Slogans, die auf Ängste vor Rassismus (gegenüber den Weißen!) zielten, vor einer Spaltung der Gesellschaft warnten, vor Landverlust und höheren Steuern, ja vor „rassisch bedingten Sonderrechten“ für Ureinwohner, wurden in den Medien täglich wiedergekäut – allzu oft, ohne von den Journalisten hinterfragt zu werden. Selbst die absurde Behauptung, die Entrechtung und der versuchte Völkermord an den Ureinwohnern seit der britischen Invasion 1788 hätten keine Folgen für Aboriginal heute, wurde kaum kritisiert. Obwohl das Gegenteil der Fall ist: Indigene sterben im Durchschnitt acht Jahre früher als nicht-Indigene, sind schlechter ausgebildet, kommen häufiger in Polizeigewahrsam um, und sind Ziel von Rassismus. Die konservative Politikerin Jacinta Price, selbst Aboriginal und eine der wenigen indigenen, aber wichtigen Stimmen der Gegner, behauptete, Ureinwohner hätten der Kolonialisierung „Strom und regelmäßiges Essen“ zu verdanken.
Australierinnen und Australier sind politisch generell wenig interessiert. Bestünde nicht Stimm- und Wahlpflicht, würden viele am Samstag wohl eher zum Rugbyspiel gehen als zur Wahlurne.

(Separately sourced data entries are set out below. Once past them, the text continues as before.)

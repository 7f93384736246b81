use std::path::PathBuf;

use clap::{Args, Parser, Subcommand};

#[derive(Parser)]
#[command(
    name = "i18n-workflow",
    about = "Inspect and maintain missing-translation catalogs",
    version,
)]
pub struct Cli {
    #[command(subcommand)]
    pub command: Command,

    /// TOML configuration file
    #[arg(short, long, global = true)]
    pub config: Option<PathBuf>,

    /// Catalog file, overriding the configured path
    #[arg(long, global = true)]
    pub catalog: Option<PathBuf>,

    #[arg(short, long, global = true)]
    pub verbose: bool,
}

#[derive(Subcommand)]
pub enum Command {
    /// Summarize the catalog per locale
    Show(ShowArgs),
    /// Rewrite the catalog with sorted keys
    Normalize,
    /// Copy a locale's keys into other locales as empty placeholders
    Replicate(ReplicateArgs),
    /// Merge another catalog file in, keeping existing values
    Merge(MergeArgs),
}

#[derive(Args)]
pub struct ShowArgs {
    /// List every untranslated key
    #[arg(long)]
    pub keys: bool,
}

#[derive(Args)]
pub struct ReplicateArgs {
    /// Locale whose keys are copied (defaults to the configured locale)
    #[arg(long)]
    pub base: Option<String>,
    /// Target locales (defaults to the configured targets)
    #[arg(long = "to")]
    pub targets: Vec<String>,
}

#[derive(Args)]
pub struct MergeArgs {
    /// Catalog file whose keys are added
    pub incoming: PathBuf,
}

Es wäre aber falsch, das „Nein“ auf Desinteresse, Naivität oder Leichtgläubigkeit zurückzuführen. 10 Minuten Zeit und ein Klick auf Google hätten gezeigt, dass von der „Stimme“ nichts zu befürchten gewesen wäre.
Trotzdem folgten Millionen Menschen bewusst dem ebenso simplen wie wirksamen Schlachtruf der Gegner: „If you don’t know, vote No“ – Wer nichts (über die Vorlage) wisse, solle Nein stimmen. Dieser Deckmantel der Ignoranz erlaubte vielen, das Monster freizulassen, das seit über 200 Jahren tief in der Seele des nicht-indigenen Australien schlummert: Rassismus und Ablehnung gegenüber den ersten Bewohnern des Kontinents. Oder Gleichgültigkeit. Gegenüber ihrer Diskriminierung, ihren Benachteiligungen und – seit Samstag – ihrer erneuten Hoffnungslosigkeit.